Dans le hall qui mène aux ateliers, des unes encadrées : Le Canard enchaîné, Le Journal du Dimanche, Aujourd’hui en France… Jusqu’à ce printemps, Mop imprimait ces titres pour toute la moitié sud de la France. De ses gros contrats nationaux, il ne lui reste que L’Humanité. Guillaume Riccobono, magnat de l’impression et brillant sabordeur d’entreprises, en a décidé ainsi.
Pourquoi nous nous retrouvons chez Mop ? Pour la seconde fois en moins de deux ans, notre imprimerie a mis la clé sous la porte : d’abord Roto Centre, à Orléans, puis le mois dernier Roto Garonne, à Agen, qui tirait L’âge de faire depuis octobre 2019. La faute à la diminution des journaux d’annonces et prospectus publicitaires, à la baisse de tirage de la presse… Mais pas que : dans un contexte de marche forcée vers le numérique, la filière est engagée, avec le soutien de l’État, dans une course à la concentration. Dans ce petit jeu, un nom revient : Riccobono.
Lorsque nous avons signé avec Roto Garonne, Riccobono n’en voulait plus, estimant qu’elle n’était pas assez productive. Pour éviter la fermeture, son directeur l’avait rachetée, gardant 21 des 46 salariés. Les repreneurs de Roto Garonne ne nous l’ont jamais très clairement expliqué, mais nous avons compris qu’ils dépendaient eux aussi de Riccobono pour leur trésorerie, et vraisemblablement pour des contrats de sous-traitance. Il faut dire qu’il devient difficile d’exister hors de l’empire de Riccobono Presse Investissement, qui possède une dizaine d’imprimeries en France, et détient des contrats nationaux qu’il transfère d’un « centre de production » à l’autre au gré de ses intérêts.
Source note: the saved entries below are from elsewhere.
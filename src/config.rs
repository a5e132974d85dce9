//! Configuration management for waybacktweets using the prefer crate.

use std::path::{Path, PathBuf};
use std::time::Duration;

use serde::{Deserialize, Serialize};

use crate::cdx::{WAYBACK_SNAPSHOT_BASE, WAYBACK_TIMEMAP_URL};

/// Name used for config file discovery (`waybacktweets.toml`, `.yaml`, ...).
pub const CONFIG_NAME: &str = "waybacktweets";

/// Default profile URL prefix the index is queried under.
pub const DEFAULT_PROFILE_BASE_URL: &str = "https://twitter.com";

/// Application settings.
#[derive(Debug, Clone)]
pub struct Settings {
    /// Directory all output files are written under.
    pub target: PathBuf,
    /// User agent config (`None`, `"impersonate"`, or a literal agent).
    pub user_agent: Option<String>,
    /// Snapshot request timeout in seconds.
    pub request_timeout: u64,
    /// Index request timeout in seconds.
    pub index_timeout: u64,
    /// Transport-error retry budget per capture.
    pub retry_attempts: u32,
    /// Wait after an overload response, in seconds.
    pub overload_cooldown_secs: u64,
    /// Wait after a transport error, in seconds.
    pub transport_retry_delay_secs: u64,
    /// Report progress every N successes.
    pub progress_interval: usize,
    /// Index (timemap) endpoint.
    pub cdx_url: String,
    /// Snapshot URL base.
    pub snapshot_base_url: String,
    /// Profile URL prefix queried in the index.
    pub profile_base_url: String,
}

impl Default for Settings {
    fn default() -> Self {
        Self {
            target: PathBuf::from("."),
            user_agent: None,
            request_timeout: 15,
            index_timeout: 120,
            retry_attempts: 3,
            overload_cooldown_secs: 15,
            transport_retry_delay_secs: 5,
            progress_interval: 100,
            cdx_url: WAYBACK_TIMEMAP_URL.to_string(),
            snapshot_base_url: WAYBACK_SNAPSHOT_BASE.to_string(),
            profile_base_url: DEFAULT_PROFILE_BASE_URL.to_string(),
        }
    }
}

impl Settings {
    /// Snapshot request timeout.
    pub fn request_timeout(&self) -> Duration {
        Duration::from_secs(self.request_timeout)
    }

    /// Index request timeout.
    pub fn index_timeout(&self) -> Duration {
        Duration::from_secs(self.index_timeout)
    }

    /// Ensure the target directory exists.
    pub fn ensure_directories(&self) -> std::io::Result<()> {
        std::fs::create_dir_all(&self.target).map_err(|e| {
            std::io::Error::new(
                e.kind(),
                format!(
                    "Failed to create target directory '{}': {}",
                    self.target.display(),
                    e
                ),
            )
        })
    }
}

/// Configuration file structure.
#[derive(Debug, Clone, Default, Serialize, Deserialize)]
pub struct Config {
    /// Output directory.
    #[serde(default, skip_serializing_if = "Option::is_none", alias = "data_dir")]
    pub target: Option<String>,
    /// User agent string or `"impersonate"`.
    #[serde(default, skip_serializing_if = "Option::is_none")]
    pub user_agent: Option<String>,
    /// Snapshot request timeout in seconds.
    #[serde(default, skip_serializing_if = "Option::is_none")]
    pub request_timeout: Option<u64>,
    /// Index request timeout in seconds.
    #[serde(default, skip_serializing_if = "Option::is_none")]
    pub index_timeout: Option<u64>,
    /// Transport-error retry budget per capture.
    #[serde(default, skip_serializing_if = "Option::is_none")]
    pub retry_attempts: Option<u32>,
    /// Wait after an overload response, in seconds.
    #[serde(default, skip_serializing_if = "Option::is_none")]
    pub overload_cooldown_secs: Option<u64>,
    /// Wait after a transport error, in seconds.
    #[serde(default, skip_serializing_if = "Option::is_none")]
    pub transport_retry_delay_secs: Option<u64>,
    /// Report progress every N successes.
    #[serde(default, skip_serializing_if = "Option::is_none")]
    pub progress_interval: Option<usize>,
    /// Index endpoint override.
    #[serde(default, skip_serializing_if = "Option::is_none")]
    pub cdx_url: Option<String>,
    /// Snapshot URL base override.
    #[serde(default, skip_serializing_if = "Option::is_none")]
    pub snapshot_base_url: Option<String>,
    /// Profile URL prefix override.
    #[serde(default, skip_serializing_if = "Option::is_none")]
    pub profile_base_url: Option<String>,
    /// Path to the config file this was loaded from (not serialized).
    #[serde(skip)]
    pub source_path: Option<PathBuf>,
}

impl Config {
    /// Discover and load a config file, falling back to defaults.
    pub async fn load() -> Self {
        // Use prefer for file discovery, then parse with serde
        match prefer::load(CONFIG_NAME).await {
            Ok(pref_config) => {
                if let Some(path) = pref_config.source_path() {
                    match Self::load_from_path(path).await {
                        Ok(config) => config,
                        Err(e) => {
                            tracing::warn!("Ignoring config {}: {}", path.display(), e);
                            Self::default()
                        }
                    }
                } else {
                    Self::default()
                }
            }
            Err(_) => Self::default(),
        }
    }

    /// Load configuration from a specific file path.
    /// Supports JSON, TOML, and YAML based on file extension.
    pub async fn load_from_path(path: &Path) -> Result<Self, String> {
        let contents = tokio::fs::read_to_string(path)
            .await
            .map_err(|e| format!("Failed to read config file: {}", e))?;

        let ext = path.extension().and_then(|e| e.to_str()).unwrap_or("json");
        let mut config = Self::parse(&contents, ext)?;
        config.source_path = Some(path.to_path_buf());
        Ok(config)
    }

    /// Parse config text in the format named by `ext`.
    pub fn parse(contents: &str, ext: &str) -> Result<Self, String> {
        match ext {
            "toml" => toml::from_str(contents)
                .map_err(|e| format!("Failed to parse TOML config: {}", e)),
            "yaml" | "yml" => serde_yaml::from_str(contents)
                .map_err(|e| format!("Failed to parse YAML config: {}", e)),
            _ => serde_json::from_str(contents)
                .map_err(|e| format!("Failed to parse JSON config: {}", e)),
        }
    }

    /// Get the base directory for resolving relative paths.
    pub fn base_dir(&self) -> Option<PathBuf> {
        self.source_path
            .as_ref()
            .and_then(|p| p.parent().map(|p| p.to_path_buf()))
    }

    /// Resolve a path that may be relative to the config file.
    pub fn resolve_path(&self, path_str: &str, base_dir: &Path) -> PathBuf {
        let expanded = shellexpand::tilde(path_str);
        let path = Path::new(expanded.as_ref());

        if path.is_absolute() {
            path.to_path_buf()
        } else {
            base_dir.join(path)
        }
    }

    /// Apply configuration to settings.
    pub fn apply_to_settings(&self, settings: &mut Settings, base_dir: &Path) {
        if let Some(ref target) = self.target {
            settings.target = self.resolve_path(target, base_dir);
        }
        if let Some(ref ua) = self.user_agent {
            settings.user_agent = Some(ua.clone());
        }
        if let Some(timeout) = self.request_timeout {
            settings.request_timeout = timeout;
        }
        if let Some(timeout) = self.index_timeout {
            settings.index_timeout = timeout;
        }
        if let Some(attempts) = self.retry_attempts {
            settings.retry_attempts = attempts;
        }
        if let Some(secs) = self.overload_cooldown_secs {
            settings.overload_cooldown_secs = secs;
        }
        if let Some(secs) = self.transport_retry_delay_secs {
            settings.transport_retry_delay_secs = secs;
        }
        if let Some(interval) = self.progress_interval {
            settings.progress_interval = interval;
        }
        if let Some(ref url) = self.cdx_url {
            settings.cdx_url = url.clone();
        }
        if let Some(ref url) = self.snapshot_base_url {
            settings.snapshot_base_url = url.clone();
        }
        if let Some(ref url) = self.profile_base_url {
            settings.profile_base_url = url.clone();
        }
    }
}

/// Options for loading settings.
#[derive(Debug, Clone, Default)]
pub struct LoadOptions {
    /// Explicit config file path (overrides auto-discovery).
    pub config_path: Option<PathBuf>,
    /// Output directory (--target flag).
    pub target: Option<PathBuf>,
}

/// Load config from the explicit path or by discovery.
async fn load_file_config(options: &LoadOptions) -> Config {
    if let Some(ref config_path) = options.config_path {
        return match Config::load_from_path(config_path).await {
            Ok(config) => config,
            Err(e) => {
                tracing::warn!("Ignoring config {}: {}", config_path.display(), e);
                Config::default()
            }
        };
    }

    Config::load().await
}

/// Resolve settings from defaults, the config file, environment, and flags.
///
/// Precedence, lowest to highest: defaults, config file,
/// `WAYBACKTWEETS_*` environment variables, command-line flags.
pub async fn load_settings_with_options(options: LoadOptions) -> (Settings, Config) {
    let config = load_file_config(&options).await;

    let cwd = std::env::current_dir().unwrap_or_else(|_| PathBuf::from("."));
    let base_dir = config.base_dir().unwrap_or_else(|| cwd.clone());

    let mut settings = Settings::default();
    config.apply_to_settings(&mut settings, &base_dir);
    apply_env_overrides(&mut settings, &cwd);

    if let Some(target) = options.target {
        settings.target = if target.is_absolute() {
            target
        } else {
            cwd.join(target)
        };
    }

    (settings, config)
}

fn apply_env_overrides(settings: &mut Settings, cwd: &Path) {
    if let Some(target) = env_var("WAYBACKTWEETS_TARGET") {
        tracing::debug!("Using WAYBACKTWEETS_TARGET from environment: {}", target);
        let expanded = shellexpand::tilde(&target);
        let path = Path::new(expanded.as_ref());
        settings.target = if path.is_absolute() {
            path.to_path_buf()
        } else {
            cwd.join(path)
        };
    }

    if let Some(ua) = env_var("WAYBACKTWEETS_USER_AGENT") {
        tracing::debug!("Using WAYBACKTWEETS_USER_AGENT from environment");
        settings.user_agent = Some(ua);
    }
}

fn env_var(name: &str) -> Option<String> {
    std::env::var(name).ok().filter(|s| !s.is_empty())
}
Une imprimerie coopérative, est-ce possible ?
La faillite venue, Roto Garonne nous a gentiment proposé de nous transférer à Toulouse chez… Riccobono. Un peu échaudés, nous avons préféré prospecter dans notre région. Les rotatives de La Provence, propriété de Bernard Tapie ? Bof ! Midi Print, près de Montpellier ? L’imprimerie appartient à Riccobono. Il y avait donc Mop, à Vitrolles, qui imprime Le Ravi, CQFD, La Marseillaise et L’Humanité. Nous en avions entendu parler en 2017, lorsque les ouvriers avaient démontré, devant le tribunal de commerce, que le prétendu déficit de leur imprimerie était fabriqué par Riccobono, qui aspirait les bénéfices vers sa maison-mère au Luxembourg. À présent, les commerciaux du géant de l’imprimerie prophétisaient à Mop une mort certaine.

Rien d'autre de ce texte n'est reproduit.